---------- Supplied entries

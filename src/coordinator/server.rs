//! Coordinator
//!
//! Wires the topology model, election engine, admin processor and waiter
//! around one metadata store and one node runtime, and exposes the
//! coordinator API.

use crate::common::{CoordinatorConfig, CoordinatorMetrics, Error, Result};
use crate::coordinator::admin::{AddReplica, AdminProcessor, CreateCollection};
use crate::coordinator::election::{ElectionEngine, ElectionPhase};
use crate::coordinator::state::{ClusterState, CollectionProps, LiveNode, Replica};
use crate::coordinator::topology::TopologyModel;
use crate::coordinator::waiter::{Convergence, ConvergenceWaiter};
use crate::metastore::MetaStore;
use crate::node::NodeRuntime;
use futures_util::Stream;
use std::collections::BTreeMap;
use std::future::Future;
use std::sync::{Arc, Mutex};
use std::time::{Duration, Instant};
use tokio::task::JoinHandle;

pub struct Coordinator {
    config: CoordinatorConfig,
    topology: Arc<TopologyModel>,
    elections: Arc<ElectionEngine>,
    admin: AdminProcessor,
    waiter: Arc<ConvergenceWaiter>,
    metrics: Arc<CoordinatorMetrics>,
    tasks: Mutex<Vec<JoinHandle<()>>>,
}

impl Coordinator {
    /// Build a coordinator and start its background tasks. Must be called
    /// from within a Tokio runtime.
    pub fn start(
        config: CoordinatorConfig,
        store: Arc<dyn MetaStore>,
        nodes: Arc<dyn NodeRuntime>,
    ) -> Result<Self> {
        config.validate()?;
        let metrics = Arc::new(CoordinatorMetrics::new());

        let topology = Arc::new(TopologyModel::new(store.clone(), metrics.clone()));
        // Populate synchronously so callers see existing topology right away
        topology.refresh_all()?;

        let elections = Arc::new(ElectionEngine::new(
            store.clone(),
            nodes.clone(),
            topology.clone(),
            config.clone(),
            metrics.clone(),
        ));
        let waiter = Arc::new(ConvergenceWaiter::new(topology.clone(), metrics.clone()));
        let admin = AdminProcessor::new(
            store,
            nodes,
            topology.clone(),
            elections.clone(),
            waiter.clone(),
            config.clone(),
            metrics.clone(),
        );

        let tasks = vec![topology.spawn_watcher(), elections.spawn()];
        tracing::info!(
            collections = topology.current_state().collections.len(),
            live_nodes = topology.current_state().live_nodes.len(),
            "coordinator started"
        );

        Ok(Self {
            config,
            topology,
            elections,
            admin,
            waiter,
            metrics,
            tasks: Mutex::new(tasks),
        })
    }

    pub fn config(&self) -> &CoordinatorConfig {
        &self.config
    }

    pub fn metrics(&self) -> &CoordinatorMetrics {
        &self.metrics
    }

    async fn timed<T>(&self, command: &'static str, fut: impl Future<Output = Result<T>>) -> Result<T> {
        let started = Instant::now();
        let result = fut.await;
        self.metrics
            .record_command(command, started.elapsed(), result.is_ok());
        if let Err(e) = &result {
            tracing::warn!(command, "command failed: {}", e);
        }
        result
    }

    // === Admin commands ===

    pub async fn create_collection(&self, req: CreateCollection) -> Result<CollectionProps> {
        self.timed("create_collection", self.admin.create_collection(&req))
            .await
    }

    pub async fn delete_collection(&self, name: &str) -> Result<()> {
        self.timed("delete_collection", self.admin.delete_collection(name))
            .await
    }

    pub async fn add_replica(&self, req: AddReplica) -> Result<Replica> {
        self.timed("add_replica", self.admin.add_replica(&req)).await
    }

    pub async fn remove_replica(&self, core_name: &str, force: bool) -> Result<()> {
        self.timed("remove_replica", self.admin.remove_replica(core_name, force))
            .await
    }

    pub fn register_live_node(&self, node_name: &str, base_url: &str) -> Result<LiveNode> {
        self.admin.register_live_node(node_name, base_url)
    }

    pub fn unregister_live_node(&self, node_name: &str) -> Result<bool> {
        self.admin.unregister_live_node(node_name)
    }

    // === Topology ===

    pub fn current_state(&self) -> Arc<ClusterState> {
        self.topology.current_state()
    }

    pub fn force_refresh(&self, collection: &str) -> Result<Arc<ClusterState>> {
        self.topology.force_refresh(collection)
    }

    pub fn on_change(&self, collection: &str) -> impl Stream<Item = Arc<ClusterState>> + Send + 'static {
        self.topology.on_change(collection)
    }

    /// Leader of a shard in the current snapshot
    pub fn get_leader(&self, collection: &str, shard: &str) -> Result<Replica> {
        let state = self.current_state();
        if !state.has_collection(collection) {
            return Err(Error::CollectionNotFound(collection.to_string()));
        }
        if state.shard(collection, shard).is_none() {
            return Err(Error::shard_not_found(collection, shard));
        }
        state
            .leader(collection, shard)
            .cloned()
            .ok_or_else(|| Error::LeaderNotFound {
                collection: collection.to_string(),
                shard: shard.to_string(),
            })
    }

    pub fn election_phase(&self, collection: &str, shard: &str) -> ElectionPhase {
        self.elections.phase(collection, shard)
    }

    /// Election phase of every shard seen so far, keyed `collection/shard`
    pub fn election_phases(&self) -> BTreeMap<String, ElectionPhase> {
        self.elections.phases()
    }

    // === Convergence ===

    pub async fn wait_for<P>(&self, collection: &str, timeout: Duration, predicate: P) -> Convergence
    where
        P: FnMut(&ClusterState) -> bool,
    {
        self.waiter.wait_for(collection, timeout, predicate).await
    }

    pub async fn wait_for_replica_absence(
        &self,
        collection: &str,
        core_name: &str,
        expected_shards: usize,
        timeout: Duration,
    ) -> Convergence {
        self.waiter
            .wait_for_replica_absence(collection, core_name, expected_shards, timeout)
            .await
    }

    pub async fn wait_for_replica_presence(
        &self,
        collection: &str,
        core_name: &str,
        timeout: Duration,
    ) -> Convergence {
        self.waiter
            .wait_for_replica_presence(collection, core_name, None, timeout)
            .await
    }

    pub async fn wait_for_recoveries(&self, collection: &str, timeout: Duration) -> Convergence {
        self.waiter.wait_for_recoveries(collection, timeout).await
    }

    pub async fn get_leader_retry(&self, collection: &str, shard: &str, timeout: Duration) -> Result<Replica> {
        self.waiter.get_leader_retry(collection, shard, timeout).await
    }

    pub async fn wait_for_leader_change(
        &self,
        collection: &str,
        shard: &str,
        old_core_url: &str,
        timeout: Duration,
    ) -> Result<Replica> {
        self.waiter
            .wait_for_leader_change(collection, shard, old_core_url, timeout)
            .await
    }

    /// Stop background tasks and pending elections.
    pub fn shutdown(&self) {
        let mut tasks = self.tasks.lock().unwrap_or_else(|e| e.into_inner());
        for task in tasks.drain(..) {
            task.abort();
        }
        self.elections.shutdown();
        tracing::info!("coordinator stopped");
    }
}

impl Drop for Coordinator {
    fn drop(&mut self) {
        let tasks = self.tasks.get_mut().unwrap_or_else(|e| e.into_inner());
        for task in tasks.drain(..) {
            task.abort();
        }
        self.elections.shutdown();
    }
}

--------------------
---------- Supplied entries

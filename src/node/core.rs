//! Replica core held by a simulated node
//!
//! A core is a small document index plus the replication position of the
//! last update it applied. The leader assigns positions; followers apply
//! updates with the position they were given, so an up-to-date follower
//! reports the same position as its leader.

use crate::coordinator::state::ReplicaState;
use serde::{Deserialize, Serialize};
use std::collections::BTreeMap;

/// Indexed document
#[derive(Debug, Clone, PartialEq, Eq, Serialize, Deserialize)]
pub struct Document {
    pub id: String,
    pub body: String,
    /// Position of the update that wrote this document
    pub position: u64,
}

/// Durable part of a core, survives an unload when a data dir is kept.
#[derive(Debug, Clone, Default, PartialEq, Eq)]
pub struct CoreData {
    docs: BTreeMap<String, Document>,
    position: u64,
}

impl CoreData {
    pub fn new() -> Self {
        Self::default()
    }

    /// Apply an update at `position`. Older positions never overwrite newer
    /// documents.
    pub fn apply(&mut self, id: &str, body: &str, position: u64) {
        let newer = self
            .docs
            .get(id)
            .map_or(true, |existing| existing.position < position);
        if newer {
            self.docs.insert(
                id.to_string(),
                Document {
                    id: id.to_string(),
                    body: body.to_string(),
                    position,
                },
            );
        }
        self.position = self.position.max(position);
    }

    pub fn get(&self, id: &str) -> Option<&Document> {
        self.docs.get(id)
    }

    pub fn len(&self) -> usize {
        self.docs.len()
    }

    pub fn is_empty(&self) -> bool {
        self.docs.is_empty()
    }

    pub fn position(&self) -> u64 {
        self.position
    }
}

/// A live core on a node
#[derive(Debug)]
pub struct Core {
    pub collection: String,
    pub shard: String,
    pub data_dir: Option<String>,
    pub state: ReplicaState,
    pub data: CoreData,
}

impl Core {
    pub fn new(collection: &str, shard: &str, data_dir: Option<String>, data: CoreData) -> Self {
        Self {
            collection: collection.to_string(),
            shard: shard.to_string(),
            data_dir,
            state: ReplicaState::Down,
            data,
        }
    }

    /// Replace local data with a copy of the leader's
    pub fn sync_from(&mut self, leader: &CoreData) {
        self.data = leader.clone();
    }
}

--------------------
---------- Supplied entries

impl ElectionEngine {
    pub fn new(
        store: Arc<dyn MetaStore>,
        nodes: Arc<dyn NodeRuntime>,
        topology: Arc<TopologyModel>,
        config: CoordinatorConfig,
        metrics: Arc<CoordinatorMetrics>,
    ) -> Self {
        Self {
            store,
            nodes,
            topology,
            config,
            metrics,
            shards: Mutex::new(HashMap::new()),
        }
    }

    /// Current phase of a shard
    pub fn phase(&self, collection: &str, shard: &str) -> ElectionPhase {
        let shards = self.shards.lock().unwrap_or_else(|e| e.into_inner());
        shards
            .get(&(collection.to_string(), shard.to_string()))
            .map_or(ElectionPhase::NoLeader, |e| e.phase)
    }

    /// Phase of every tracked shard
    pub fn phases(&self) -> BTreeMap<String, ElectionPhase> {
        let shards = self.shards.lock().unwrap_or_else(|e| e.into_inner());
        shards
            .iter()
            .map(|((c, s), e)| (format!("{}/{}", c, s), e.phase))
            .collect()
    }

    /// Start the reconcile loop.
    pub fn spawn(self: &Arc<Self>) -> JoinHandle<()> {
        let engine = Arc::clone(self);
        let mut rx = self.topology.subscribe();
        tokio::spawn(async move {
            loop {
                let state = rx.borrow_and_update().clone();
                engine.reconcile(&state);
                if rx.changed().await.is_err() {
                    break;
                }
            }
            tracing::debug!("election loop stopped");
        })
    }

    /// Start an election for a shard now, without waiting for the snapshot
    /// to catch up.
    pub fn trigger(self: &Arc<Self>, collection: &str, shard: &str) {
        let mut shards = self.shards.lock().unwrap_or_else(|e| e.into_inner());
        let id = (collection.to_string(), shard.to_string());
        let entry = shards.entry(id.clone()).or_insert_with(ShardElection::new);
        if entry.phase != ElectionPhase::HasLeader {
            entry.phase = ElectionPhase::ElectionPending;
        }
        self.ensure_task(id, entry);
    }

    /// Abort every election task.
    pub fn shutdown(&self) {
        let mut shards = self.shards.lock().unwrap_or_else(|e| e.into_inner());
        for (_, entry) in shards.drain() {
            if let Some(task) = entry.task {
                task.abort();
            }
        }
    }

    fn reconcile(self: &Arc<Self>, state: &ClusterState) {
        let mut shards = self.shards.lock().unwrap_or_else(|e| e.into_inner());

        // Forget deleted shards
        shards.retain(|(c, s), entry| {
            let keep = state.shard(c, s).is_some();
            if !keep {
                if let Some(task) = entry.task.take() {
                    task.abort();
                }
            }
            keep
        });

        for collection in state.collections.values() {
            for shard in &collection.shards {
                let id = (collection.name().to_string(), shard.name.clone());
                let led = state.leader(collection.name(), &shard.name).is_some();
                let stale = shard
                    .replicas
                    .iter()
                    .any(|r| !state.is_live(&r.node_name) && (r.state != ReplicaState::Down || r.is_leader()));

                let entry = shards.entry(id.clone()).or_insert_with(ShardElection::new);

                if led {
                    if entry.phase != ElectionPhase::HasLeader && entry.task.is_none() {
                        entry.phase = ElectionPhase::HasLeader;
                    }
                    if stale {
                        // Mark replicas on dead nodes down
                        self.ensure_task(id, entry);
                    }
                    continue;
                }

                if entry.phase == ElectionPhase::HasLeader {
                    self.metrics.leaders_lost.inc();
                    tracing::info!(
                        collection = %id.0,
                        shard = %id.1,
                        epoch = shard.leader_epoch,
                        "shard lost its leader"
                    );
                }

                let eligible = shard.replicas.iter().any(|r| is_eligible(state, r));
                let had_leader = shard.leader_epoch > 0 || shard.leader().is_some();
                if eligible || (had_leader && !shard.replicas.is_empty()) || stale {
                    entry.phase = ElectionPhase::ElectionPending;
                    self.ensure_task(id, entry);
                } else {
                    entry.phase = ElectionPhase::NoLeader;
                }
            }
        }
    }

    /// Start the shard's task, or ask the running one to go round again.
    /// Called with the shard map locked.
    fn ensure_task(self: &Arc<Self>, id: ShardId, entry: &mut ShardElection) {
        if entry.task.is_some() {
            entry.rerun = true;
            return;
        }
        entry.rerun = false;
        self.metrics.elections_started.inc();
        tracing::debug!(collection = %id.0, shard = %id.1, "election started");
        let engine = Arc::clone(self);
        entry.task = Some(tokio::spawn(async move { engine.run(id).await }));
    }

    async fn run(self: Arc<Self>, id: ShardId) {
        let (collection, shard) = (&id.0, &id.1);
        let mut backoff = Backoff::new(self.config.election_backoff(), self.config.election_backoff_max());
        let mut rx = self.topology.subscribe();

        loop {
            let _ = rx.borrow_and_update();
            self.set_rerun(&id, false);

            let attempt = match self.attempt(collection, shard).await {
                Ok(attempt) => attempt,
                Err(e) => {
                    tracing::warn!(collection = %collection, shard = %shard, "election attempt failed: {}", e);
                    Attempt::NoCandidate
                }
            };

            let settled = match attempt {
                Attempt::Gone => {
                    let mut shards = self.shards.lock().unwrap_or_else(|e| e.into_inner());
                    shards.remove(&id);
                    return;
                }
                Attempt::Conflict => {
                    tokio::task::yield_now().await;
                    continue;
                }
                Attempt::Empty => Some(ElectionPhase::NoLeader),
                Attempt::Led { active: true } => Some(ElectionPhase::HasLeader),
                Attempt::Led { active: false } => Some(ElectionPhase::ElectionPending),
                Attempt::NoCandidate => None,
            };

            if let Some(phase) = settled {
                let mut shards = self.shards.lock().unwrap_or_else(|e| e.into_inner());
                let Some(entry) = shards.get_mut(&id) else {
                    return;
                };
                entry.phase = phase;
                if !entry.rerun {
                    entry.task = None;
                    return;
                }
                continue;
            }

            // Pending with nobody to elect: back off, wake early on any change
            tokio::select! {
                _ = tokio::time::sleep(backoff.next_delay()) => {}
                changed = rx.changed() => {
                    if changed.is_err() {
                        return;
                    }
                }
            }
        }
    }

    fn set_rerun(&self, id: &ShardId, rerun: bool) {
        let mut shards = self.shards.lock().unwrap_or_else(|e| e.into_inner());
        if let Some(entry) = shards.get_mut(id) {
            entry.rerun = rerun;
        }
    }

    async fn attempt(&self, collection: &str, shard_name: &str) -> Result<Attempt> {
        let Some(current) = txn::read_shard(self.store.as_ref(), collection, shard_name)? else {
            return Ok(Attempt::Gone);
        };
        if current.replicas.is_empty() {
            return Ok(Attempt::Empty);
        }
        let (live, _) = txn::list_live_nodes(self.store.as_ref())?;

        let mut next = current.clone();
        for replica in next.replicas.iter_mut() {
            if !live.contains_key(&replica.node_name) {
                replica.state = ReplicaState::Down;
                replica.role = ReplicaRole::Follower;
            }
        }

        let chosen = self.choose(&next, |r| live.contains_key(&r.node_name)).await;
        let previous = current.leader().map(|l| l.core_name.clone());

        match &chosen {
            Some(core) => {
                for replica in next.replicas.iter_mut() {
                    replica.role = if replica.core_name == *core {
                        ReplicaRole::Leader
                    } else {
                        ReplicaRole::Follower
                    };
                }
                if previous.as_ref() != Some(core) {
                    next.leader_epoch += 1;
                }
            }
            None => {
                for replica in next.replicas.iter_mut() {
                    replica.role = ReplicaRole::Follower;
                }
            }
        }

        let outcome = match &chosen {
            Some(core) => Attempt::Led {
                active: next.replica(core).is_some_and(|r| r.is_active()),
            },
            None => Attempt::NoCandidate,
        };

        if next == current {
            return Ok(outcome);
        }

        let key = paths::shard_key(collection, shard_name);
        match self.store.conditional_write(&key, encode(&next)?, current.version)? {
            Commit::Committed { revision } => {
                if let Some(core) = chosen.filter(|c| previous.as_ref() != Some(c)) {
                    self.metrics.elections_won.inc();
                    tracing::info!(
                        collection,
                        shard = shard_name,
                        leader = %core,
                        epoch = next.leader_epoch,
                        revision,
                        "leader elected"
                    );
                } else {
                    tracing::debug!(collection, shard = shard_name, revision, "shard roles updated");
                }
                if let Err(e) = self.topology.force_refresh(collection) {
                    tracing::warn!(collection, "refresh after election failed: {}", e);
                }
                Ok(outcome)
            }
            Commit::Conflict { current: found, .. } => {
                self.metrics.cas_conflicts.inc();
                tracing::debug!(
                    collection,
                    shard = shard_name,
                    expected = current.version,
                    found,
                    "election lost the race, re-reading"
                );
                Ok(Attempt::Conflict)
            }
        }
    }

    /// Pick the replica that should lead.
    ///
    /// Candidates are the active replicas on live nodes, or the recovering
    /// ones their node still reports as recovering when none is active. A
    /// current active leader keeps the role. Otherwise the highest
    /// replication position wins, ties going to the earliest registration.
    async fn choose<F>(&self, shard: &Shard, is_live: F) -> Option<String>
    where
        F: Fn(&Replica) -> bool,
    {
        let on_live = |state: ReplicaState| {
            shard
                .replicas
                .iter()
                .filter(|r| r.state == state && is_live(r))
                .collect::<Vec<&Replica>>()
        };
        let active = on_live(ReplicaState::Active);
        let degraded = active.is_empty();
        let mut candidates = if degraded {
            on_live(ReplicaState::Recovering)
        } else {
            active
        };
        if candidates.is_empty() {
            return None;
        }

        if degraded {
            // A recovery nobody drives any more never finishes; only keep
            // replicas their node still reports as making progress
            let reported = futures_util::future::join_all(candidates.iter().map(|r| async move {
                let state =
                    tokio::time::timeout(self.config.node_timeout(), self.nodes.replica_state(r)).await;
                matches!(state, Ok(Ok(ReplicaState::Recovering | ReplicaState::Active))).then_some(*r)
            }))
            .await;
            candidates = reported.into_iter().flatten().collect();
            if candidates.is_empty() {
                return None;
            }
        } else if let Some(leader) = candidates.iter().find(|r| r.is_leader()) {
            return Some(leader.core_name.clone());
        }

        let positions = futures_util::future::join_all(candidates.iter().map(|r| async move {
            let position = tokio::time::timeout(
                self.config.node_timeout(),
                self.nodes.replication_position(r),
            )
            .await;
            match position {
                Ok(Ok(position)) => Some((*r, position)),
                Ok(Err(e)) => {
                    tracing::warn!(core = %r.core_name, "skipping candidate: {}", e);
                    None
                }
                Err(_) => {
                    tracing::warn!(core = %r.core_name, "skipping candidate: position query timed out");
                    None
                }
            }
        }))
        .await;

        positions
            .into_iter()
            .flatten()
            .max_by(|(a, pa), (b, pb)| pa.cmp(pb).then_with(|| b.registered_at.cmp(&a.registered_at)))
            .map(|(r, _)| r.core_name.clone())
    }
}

--------------------

Problem to work on:
Only the lines above starting at the one containing "fn ensure_task(self: &Arc<Self>, id: ShardId, entry: &mut" and ending at the one containing "if let Some(phase)", both included, are to be returned, exactly as they read.

Solution for this problem:
    fn ensure_task(self: &Arc<Self>, id: ShardId, entry: &mut ShardElection) {
        if entry.task.is_some() {
            entry.rerun = true;
            return;
        }
        entry.rerun = false;
        self.metrics.elections_started.inc();
        tracing::debug!(collection = %id.0, shard = %id.1, "election started");
        let engine = Arc::clone(self);
        entry.task = Some(tokio::spawn(async move { engine.run(id).await }));
    }

    async fn run(self: Arc<Self>, id: ShardId) {
        let (collection, shard) = (&id.0, &id.1);
        let mut backoff = Backoff::new(self.config.election_backoff(), self.config.election_backoff_max());
        let mut rx = self.topology.subscribe();

        loop {
            let _ = rx.borrow_and_update();
            self.set_rerun(&id, false);

            let attempt = match self.attempt(collection, shard).await {
                Ok(attempt) => attempt,
                Err(e) => {
                    tracing::warn!(collection = %collection, shard = %shard, "election attempt failed: {}", e);
                    Attempt::NoCandidate
                }
            };

            let settled = match attempt {
                Attempt::Gone => {
                    let mut shards = self.shards.lock().unwrap_or_else(|e| e.into_inner());
                    shards.remove(&id);
                    return;
                }
                Attempt::Conflict => {
                    tokio::task::yield_now().await;
                    continue;
                }
                Attempt::Empty => Some(ElectionPhase::NoLeader),
                Attempt::Led { active: true } => Some(ElectionPhase::HasLeader),
                Attempt::Led { active: false } => Some(ElectionPhase::ElectionPending),
                Attempt::NoCandidate => None,
            };

            if let Some(phase) = settled {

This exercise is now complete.